Messi quasi del tutto nell’angolo i vecchi bond subordinati Tier 1, ottimo strumento in passato per i trader, il mondo bancario – sull’onda delle evoluzioni normative riferite agli obblighi patrimoniali imposti dagli accordi di Basilea 3 – ha proposto al mercato i cosiddetti CoCo, obbligazioni Convertibili Contingenti Additional Tier 1, commutabili in azioni dello stesso emittente a determinate condizioni. Il retail però – nelle sue diverse configurazioni – non ha potuto metterle in portafoglio, a causa sia di lotti base ingenti (200.000 o 250.000) sia delle limitazioni imposte dai regolatori: di fatto solo i professionali possono acquistarle. Un mondo sbarrato quindi?
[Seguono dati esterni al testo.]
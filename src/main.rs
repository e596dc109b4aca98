mod app;
mod config;
mod core;
mod logging;
mod platform;
mod ui;
mod utils;

use std::io;
use std::sync::Arc;
use std::time::Duration;

use clap::Parser;
use crossterm::{
    event::{self, DisableMouseCapture, EnableMouseCapture, Event, KeyCode, KeyEventKind},
    execute,
    terminal::{EnterAlternateScreen, LeaveAlternateScreen, disable_raw_mode, enable_raw_mode},
};
use ratatui::prelude::*;
use tracing::{info, warn};

use crate::app::App;
use crate::config::{Cli, Command, Config};
use crate::core::enumerator::Enumerator;
use crate::core::orchestrator::MountOrchestrator;
use crate::core::store::{StoreSnapshot, VolumeStore};
use crate::core::{AppState, DesiredState, OperationReport, Outcome, Verdict, VolumeError};

#[tokio::main]
async fn main() -> anyhow::Result<()> {
    let cli = Cli::parse();
    let config = Config::from(&cli);

    match cli.command {
        None => run_interactive(&config).await,
        Some(command) => {
            logging::init_stderr();
            run_command(&config, command).await
        }
    }
}

/// Wires executor, enumerator and orchestrator into one store.
fn build_store(config: &Config, privileged: bool) -> VolumeStore {
    let executor = platform::get_executor(config, privileged);
    let enumerator = Enumerator::standard(
        executor.clone(),
        &config.volume_tool,
        &config.mount_table_tool,
    );
    let orchestrator = MountOrchestrator::new(
        executor,
        &config.volume_tool,
        &config.volumes_root,
        config.op_delay,
    );
    VolumeStore::new(Arc::new(enumerator), Arc::new(orchestrator), config.show_efi)
}

async fn run_command(config: &Config, command: Command) -> anyhow::Result<()> {
    let mut store = build_store(config, utils::is_root());
    store.refresh();
    store.settle().await;

    let json = match &command {
        Command::List { json, all } => {
            let snapshot = store.snapshot(*all);
            if *json {
                println!("{}", serde_json::to_string_pretty(&snapshot)?);
            } else {
                print_volumes(&snapshot);
            }
            return Ok(());
        }
        Command::Mount { json, .. }
        | Command::Unmount { json, .. }
        | Command::MountExternal { json }
        | Command::UnmountExternal { json }
        | Command::Eject { json, .. }
        | Command::MountEfi { json, .. } => *json,
    };

    let started = match command {
        Command::Mount { ids, .. } => store.apply(ids, DesiredState::Mounted),
        Command::Unmount { ids, .. } => store.apply(ids, DesiredState::Unmounted),
        Command::MountExternal { .. } => store.mount_all_external(),
        Command::UnmountExternal { .. } => store.unmount_all_external(),
        Command::Eject { id, .. } | Command::MountEfi { id, .. } if store.volume(&id).is_none() => {
            return Err(VolumeError::UnknownVolume(id).into());
        }
        Command::Eject { id, .. } => store.eject(&id),
        Command::MountEfi { id, .. } => store.mount_efi(&id),
        Command::List { .. } => false,
    };
    if !started {
        anyhow::bail!("no operation was started");
    }
    store.settle().await;

    let Some(report) = store.last_report() else {
        anyhow::bail!("operation finished without a report");
    };
    if json {
        println!("{}", serde_json::to_string_pretty(report)?);
    } else {
        print_report(report);
    }

    match report.verdict {
        Verdict::AllSucceeded | Verdict::NothingToDo => Ok(()),
        Verdict::Partial | Verdict::AllFailed => {
            Err(VolumeError::CommandFailed(report.summary()).into())
        }
    }
}

fn print_volumes(snapshot: &StoreSnapshot) {
    println!(
        "{:<12} {:<24} {:>12} {:<10} {:<8} {}",
        "ID", "NAME", "SIZE", "TYPE", "FLAGS", "MOUNT POINT"
    );
    for view in &snapshot.volumes {
        let v = &view.record;
        let flags = format!(
            "{}{}{}",
            if v.is_internal { "i" } else { "e" },
            if v.is_efi { "E" } else { "-" },
            if view.is_system_volume { "S" } else { "-" },
        );
        let mount = if view.is_mounted { v.mount_point.as_str() } else { "-" };
        println!(
            "{:<12} {:<24} {:>12} {:<10} {:<8} {}",
            v.identifier, v.display_name, v.size_text, v.volume_type, flags, mount
        );
    }
}

fn print_report(report: &OperationReport) {
    for o in &report.outcomes {
        match &o.outcome {
            Outcome::Success => println!("{:<12} ok", o.identifier),
            Outcome::Failed(reason) => println!("{:<12} failed: {}", o.identifier, reason),
            Outcome::Skipped(reason) => println!("{:<12} skipped: {}", o.identifier, reason),
        }
    }
    println!("{}", report.summary());
}

async fn run_interactive(config: &Config) -> anyhow::Result<()> {
    // Validate terminal size before entering raw mode or the alternate screen.
    let (cols, rows) = crossterm::terminal::size()?;
    if cols == 0 || rows == 0 || cols > 1000 || rows > 1000 {
        anyhow::bail!(
            "Invalid terminal size detected ({}x{}). Please ensure you're running in a valid terminal.",
            cols,
            rows
        );
    }

    let log_status = logging::init_file(config.log_file.as_deref());

    enable_raw_mode()?;
    let mut stdout = io::stdout();
    execute!(stdout, EnterAlternateScreen, EnableMouseCapture)?;

    let backend = CrosstermBackend::new(stdout);
    let mut terminal = Terminal::new(backend)?;

    let privileged = utils::is_root();
    let mut app = App::new(build_store(config, privileged), privileged);

    match log_status {
        Ok(path) => info!(path = %path.display(), "interactive session started"),
        Err(e) => app.state = AppState::Error(format!("Logging disabled: {e}")),
    }
    // Warn but don't exit
    if !app.privileged && app.state == AppState::Idle {
        app.state = AppState::Error(
            "Warning: Not running as root. Forced unmounts will ask for an administrator password."
                .to_string(),
        );
    }

    app.refresh();

    let result = run_app(&mut terminal, &mut app).await;

    disable_raw_mode()?;
    execute!(
        terminal.backend_mut(),
        LeaveAlternateScreen,
        DisableMouseCapture
    )?;
    terminal.show_cursor()?;

    if let Err(e) = result {
        warn!(error = %e, "interactive session failed");
        eprintln!("Error: {e}");
    }

    Ok(())
}

async fn run_app<B: Backend>(terminal: &mut Terminal<B>, app: &mut App) -> anyhow::Result<()> {
    loop {
        app.tick = app.tick.wrapping_add(1);

        app.poll_store();

        terminal.draw(|f| ui::draw(f, app))?;

        // Poll for events with timeout for tick
        if event::poll(Duration::from_millis(100))? {
            if let Event::Key(key) = event::read()? {
                if key.kind != KeyEventKind::Press {
                    continue;
                }

                match &app.state {
                    AppState::Idle => handle_idle_input(app, key.code),
                    AppState::InProgress(_) => {
                        // Block input during operations
                        if key.code == KeyCode::Char('q') {
                            app.should_quit = true;
                        }
                    }
                    AppState::Report(_) | AppState::Error(_) => handle_message_input(app, key.code),
                }

                if app.should_quit {
                    return Ok(());
                }
            }
        }

        // Let background tasks deliver before the next frame.
        tokio::task::yield_now().await;
    }
}

fn handle_idle_input(app: &mut App, key: KeyCode) {
    match key {
        KeyCode::Char('q') => app.should_quit = true,
        KeyCode::Up | KeyCode::Char('k') => app.select_previous(),
        KeyCode::Down | KeyCode::Char('j') => app.select_next(),
        KeyCode::Char('m') => app.toggle_mount(),
        KeyCode::Char('u') => app.toggle_unmount(),
        KeyCode::Char('a') => app.select_all_for_unmount(),
        KeyCode::Char('c') => app.clear_selections(),
        KeyCode::Char('M') => app.mount_selected(),
        KeyCode::Char('U') => app.unmount_selected(),
        KeyCode::Char('e') => app.mount_all_external(),
        KeyCode::Char('x') => app.unmount_all_external(),
        KeyCode::Char('f') => app.mount_efi(),
        KeyCode::Char('E') => app.eject(),
        KeyCode::Char('v') => app.toggle_efi_visibility(),
        KeyCode::Char('r') => app.refresh(),
        _ => {}
    }
}

fn handle_message_input(app: &mut App, key: KeyCode) {
    match key {
        KeyCode::Char('q') => app.should_quit = true,
        KeyCode::Esc | KeyCode::Enter => app.dismiss(),
        _ => {}
    }
}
No, perché esordisce ora a Borsa Italiana un Etf che replica appunto i CoCo bond AT1, dando la possibilità di operare in un settore complesso e strutturalmente volatile. 

Niente più vincoli

Cadono così le barriere che hanno finora ostacolato l’accesso a un mercato dal valore di oltre 170 miliardi di dollari, con sottostanti circa 90 emissioni riferite a 29 banche europee. A proporlo è WisdomTree, che - confermando la sua vocazione all’innovazione - quota sul mercato EtfPlus di Borsa Italiana l’AT1 CoCo Bond Etf (codice Isin IE00BZ0XVF52, Ter 0,50%), primo al mondo specializzato in tale ambito. L’Etf replica l’indice Ihs Markit iBoxx Contingent Convertible Liquid Developed Europe AT, che investe in CoCo bond emessi da istituzioni finanziarie dei Paesi europei sviluppati, denominati in dollari, euro e sterline. L’indice consente un accesso liquido e diversificato all’asset class. Le singole emissioni non possono rappresentare infatti più del 7,5% del portafoglio. Il nuovo Etf, a replica fisica, prevede la distribuzione di cedole su base semestrale. Ha come valuta di denominazione l’Usd e quindi è logicamente esposto al rischio di cambio.